◆ WORK TO COMPLETE ◆
The lines you return should be those containing the string "controls", taken from the data below.

Stored data entries:
╔══
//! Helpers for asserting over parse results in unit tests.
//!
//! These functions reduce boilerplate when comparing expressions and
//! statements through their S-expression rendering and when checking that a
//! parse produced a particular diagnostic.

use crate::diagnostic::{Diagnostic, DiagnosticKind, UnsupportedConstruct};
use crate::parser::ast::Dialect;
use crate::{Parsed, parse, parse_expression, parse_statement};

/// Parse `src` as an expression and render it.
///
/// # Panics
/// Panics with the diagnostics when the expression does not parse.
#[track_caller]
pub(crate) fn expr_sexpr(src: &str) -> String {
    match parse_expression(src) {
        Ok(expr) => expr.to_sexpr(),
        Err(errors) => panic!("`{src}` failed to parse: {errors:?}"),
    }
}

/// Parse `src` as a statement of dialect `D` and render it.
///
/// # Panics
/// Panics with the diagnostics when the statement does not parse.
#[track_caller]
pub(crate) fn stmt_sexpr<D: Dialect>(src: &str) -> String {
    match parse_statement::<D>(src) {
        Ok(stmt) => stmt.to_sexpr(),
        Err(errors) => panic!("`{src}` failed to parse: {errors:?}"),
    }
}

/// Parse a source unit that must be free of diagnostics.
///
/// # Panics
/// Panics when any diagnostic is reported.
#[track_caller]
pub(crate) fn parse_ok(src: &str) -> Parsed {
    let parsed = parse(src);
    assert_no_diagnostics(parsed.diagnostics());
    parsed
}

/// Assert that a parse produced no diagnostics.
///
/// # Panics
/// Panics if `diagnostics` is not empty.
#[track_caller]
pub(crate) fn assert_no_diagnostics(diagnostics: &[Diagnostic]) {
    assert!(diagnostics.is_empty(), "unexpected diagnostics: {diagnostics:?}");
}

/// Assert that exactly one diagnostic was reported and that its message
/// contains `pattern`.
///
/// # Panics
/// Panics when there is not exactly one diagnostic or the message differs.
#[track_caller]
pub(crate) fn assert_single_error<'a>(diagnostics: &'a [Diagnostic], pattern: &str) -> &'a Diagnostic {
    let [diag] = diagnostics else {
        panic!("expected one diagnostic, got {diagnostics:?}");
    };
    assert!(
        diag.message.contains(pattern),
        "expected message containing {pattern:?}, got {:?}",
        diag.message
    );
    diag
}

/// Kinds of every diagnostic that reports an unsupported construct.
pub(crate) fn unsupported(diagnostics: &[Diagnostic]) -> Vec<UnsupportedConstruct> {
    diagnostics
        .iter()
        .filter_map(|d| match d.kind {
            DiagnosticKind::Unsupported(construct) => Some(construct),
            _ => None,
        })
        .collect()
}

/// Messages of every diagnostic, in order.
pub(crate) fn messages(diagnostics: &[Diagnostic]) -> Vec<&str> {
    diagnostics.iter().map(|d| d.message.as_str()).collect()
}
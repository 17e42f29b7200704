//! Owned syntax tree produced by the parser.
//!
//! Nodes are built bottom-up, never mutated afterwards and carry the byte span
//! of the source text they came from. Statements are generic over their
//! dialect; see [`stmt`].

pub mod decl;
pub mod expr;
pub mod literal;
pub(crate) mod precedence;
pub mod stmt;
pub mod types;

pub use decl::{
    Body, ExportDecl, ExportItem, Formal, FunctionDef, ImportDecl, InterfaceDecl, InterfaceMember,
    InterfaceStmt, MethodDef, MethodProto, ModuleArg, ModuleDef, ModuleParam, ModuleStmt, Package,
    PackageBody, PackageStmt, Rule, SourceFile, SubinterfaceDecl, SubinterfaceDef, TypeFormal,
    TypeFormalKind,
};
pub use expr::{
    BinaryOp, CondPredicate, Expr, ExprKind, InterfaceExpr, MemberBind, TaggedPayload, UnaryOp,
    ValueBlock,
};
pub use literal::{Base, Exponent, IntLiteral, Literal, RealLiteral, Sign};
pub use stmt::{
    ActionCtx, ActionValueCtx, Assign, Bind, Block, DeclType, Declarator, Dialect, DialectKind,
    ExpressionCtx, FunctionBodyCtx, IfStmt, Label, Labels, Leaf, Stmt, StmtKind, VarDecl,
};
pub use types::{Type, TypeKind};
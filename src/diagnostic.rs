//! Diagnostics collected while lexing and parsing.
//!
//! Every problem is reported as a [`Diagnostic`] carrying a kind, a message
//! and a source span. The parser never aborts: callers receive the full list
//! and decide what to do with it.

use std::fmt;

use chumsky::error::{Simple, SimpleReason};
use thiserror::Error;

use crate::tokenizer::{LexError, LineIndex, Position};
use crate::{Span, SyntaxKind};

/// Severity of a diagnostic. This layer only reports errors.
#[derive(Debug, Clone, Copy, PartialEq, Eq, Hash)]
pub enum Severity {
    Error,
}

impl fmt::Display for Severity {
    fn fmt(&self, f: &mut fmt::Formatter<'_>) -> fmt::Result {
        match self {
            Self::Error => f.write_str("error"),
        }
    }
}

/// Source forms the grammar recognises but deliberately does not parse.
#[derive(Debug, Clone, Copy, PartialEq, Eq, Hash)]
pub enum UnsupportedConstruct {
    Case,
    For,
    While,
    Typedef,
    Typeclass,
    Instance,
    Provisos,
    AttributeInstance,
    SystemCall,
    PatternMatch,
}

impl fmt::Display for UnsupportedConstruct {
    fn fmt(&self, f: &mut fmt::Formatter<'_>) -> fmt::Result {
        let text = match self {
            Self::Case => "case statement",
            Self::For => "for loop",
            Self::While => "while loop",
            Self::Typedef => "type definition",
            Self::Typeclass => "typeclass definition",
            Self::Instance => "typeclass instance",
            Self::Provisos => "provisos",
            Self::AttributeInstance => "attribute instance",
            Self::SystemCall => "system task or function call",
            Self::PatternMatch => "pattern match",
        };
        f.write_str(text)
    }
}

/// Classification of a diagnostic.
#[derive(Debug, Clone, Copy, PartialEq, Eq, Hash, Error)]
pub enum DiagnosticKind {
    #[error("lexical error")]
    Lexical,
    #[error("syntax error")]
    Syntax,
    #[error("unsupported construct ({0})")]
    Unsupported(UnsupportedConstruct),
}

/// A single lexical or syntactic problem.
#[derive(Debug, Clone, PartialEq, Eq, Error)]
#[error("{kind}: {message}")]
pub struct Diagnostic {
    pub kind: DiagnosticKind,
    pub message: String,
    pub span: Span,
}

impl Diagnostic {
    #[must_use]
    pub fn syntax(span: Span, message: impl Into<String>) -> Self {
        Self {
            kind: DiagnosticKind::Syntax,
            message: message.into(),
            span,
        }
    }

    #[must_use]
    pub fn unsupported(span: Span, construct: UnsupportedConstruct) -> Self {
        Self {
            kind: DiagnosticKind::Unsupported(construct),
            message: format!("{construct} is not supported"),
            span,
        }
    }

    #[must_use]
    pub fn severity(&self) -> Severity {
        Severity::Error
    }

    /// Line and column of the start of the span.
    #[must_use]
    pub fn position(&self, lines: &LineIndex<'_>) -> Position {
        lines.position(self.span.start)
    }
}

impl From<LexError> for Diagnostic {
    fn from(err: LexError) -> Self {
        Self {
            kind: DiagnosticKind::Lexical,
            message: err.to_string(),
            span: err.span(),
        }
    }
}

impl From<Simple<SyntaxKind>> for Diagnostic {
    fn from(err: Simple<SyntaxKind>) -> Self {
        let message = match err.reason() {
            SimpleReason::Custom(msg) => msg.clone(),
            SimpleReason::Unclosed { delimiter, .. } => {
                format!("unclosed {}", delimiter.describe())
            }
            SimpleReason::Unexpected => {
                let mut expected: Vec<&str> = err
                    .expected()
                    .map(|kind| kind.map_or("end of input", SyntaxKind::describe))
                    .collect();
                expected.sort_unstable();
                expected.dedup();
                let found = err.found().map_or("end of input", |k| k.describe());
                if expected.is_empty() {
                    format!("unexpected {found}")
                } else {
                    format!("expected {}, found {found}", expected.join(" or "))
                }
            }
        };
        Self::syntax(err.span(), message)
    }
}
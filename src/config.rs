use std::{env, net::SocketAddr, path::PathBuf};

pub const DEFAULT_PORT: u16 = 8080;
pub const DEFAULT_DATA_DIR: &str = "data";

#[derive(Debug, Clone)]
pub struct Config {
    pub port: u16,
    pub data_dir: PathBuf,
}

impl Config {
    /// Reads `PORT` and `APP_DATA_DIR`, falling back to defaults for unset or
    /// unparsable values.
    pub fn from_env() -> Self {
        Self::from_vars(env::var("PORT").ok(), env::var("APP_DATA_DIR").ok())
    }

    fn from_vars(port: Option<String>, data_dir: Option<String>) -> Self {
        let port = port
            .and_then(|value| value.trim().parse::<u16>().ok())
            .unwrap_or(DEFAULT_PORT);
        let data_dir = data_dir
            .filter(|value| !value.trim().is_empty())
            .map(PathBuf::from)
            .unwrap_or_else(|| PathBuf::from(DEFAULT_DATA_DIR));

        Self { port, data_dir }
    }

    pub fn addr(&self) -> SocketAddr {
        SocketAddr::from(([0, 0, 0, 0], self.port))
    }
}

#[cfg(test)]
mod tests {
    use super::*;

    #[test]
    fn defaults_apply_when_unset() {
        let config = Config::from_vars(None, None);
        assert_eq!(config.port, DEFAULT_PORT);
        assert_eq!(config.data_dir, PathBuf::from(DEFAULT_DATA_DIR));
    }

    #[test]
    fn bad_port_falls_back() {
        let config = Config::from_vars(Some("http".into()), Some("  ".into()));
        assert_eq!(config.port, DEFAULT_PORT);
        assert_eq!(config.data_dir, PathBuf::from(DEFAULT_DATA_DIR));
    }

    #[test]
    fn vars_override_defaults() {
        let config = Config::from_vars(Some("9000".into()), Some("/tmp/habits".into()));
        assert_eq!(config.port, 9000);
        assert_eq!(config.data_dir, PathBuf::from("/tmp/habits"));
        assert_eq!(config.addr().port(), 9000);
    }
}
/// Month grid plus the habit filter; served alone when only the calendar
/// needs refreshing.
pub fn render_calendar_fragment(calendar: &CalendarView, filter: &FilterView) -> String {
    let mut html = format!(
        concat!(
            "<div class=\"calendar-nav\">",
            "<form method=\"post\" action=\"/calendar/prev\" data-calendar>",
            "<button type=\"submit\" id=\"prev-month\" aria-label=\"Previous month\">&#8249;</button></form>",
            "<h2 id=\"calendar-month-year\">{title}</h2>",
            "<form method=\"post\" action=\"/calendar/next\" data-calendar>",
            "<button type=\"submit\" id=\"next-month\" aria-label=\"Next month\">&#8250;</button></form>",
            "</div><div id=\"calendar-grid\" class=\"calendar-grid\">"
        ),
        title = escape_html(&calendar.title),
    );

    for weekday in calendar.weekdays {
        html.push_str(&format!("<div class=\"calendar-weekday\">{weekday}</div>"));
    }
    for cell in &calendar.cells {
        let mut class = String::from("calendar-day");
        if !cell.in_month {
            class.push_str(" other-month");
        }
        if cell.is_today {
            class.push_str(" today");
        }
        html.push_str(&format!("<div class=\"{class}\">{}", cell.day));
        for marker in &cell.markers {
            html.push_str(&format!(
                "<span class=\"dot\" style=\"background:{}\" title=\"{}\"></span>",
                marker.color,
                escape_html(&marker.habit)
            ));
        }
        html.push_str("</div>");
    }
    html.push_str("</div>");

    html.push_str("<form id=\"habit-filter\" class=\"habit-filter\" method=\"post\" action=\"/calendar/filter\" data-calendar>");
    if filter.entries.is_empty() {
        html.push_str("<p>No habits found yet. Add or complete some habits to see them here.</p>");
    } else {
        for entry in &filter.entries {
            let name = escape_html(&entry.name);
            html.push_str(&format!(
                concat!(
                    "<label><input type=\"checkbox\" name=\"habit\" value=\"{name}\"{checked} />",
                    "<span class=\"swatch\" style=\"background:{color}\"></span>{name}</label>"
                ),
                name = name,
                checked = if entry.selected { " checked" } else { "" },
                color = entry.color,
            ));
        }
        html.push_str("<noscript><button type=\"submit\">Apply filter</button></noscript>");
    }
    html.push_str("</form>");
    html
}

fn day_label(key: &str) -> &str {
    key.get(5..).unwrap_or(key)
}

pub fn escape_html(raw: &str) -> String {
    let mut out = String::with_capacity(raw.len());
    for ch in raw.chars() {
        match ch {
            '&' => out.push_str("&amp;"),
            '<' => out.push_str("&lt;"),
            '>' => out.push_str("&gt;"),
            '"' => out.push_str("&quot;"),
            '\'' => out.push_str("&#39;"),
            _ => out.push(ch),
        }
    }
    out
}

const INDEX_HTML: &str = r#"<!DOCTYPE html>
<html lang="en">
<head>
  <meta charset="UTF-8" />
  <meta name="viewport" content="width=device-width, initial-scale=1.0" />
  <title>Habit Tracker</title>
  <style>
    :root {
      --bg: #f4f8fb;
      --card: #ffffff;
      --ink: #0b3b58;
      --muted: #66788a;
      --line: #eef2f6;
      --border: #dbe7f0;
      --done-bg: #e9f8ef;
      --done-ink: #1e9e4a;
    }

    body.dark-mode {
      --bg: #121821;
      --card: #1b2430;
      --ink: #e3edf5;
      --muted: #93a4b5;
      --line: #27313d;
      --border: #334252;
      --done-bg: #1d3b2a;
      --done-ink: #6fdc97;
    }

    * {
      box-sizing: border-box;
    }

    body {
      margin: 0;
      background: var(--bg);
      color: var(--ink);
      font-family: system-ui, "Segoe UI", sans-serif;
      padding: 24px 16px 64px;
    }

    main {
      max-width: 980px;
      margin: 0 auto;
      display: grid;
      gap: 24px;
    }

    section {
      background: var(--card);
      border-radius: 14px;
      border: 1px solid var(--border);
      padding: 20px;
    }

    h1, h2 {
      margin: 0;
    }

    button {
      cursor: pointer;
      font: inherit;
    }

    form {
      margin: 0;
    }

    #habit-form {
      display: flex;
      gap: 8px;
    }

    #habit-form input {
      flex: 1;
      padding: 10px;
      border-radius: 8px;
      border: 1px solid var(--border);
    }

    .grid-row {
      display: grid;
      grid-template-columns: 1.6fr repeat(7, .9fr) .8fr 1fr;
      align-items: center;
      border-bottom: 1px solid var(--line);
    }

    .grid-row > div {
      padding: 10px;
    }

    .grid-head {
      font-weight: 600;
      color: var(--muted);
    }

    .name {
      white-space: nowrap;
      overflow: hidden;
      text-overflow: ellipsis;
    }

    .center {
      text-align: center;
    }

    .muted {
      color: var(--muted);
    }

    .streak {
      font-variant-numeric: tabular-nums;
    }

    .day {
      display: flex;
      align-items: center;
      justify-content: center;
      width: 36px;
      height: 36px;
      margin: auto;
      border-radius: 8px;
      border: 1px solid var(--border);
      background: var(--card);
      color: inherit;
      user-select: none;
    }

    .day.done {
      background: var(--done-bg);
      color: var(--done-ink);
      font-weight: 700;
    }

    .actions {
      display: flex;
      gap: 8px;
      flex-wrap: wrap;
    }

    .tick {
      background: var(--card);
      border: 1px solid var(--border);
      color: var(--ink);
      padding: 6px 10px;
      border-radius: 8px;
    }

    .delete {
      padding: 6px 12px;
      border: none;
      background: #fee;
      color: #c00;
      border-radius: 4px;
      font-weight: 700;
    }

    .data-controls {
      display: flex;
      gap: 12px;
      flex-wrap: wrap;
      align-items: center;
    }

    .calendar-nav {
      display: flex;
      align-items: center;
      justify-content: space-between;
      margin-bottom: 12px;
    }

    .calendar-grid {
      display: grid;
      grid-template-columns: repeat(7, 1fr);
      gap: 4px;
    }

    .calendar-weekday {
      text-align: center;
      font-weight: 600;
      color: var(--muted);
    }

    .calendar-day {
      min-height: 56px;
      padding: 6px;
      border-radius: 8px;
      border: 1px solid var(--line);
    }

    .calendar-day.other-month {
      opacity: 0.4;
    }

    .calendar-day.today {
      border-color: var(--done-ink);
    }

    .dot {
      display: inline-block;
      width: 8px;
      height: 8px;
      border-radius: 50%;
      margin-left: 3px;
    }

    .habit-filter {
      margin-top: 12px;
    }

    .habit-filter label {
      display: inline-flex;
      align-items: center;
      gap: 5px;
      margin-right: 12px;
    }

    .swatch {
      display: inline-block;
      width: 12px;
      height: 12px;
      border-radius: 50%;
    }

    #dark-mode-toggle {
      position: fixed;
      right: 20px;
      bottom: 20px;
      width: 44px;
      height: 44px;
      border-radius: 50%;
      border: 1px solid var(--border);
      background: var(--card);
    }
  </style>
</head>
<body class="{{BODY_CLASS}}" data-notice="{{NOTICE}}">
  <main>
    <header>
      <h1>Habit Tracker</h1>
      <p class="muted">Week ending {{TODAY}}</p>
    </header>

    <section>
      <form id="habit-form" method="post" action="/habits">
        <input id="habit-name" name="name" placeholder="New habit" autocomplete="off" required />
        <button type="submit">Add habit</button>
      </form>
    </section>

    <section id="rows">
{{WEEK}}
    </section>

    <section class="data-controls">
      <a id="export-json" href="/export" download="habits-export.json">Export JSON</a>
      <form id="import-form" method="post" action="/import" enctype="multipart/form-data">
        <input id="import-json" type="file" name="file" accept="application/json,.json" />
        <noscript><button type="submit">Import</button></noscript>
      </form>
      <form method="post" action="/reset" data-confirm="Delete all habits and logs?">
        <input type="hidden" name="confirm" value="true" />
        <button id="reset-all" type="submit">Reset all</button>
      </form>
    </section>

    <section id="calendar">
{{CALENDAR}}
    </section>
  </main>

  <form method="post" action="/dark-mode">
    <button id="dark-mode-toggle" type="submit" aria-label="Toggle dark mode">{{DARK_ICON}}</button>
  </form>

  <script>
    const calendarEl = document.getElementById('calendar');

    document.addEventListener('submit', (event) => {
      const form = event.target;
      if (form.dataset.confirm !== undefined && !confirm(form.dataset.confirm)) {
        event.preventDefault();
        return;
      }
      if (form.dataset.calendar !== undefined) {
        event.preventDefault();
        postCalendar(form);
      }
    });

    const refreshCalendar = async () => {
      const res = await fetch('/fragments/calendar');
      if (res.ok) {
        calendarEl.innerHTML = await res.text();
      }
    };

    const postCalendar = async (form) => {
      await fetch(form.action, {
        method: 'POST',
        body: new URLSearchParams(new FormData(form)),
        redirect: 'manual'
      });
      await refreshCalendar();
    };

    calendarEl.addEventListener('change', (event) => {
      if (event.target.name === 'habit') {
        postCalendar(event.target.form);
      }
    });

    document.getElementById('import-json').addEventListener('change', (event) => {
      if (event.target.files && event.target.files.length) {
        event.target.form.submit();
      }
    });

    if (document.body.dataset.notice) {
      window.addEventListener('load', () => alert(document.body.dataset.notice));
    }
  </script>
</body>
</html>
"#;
╚══
◆ RESULT ◆
    .data-controls {
    <section class="data-controls">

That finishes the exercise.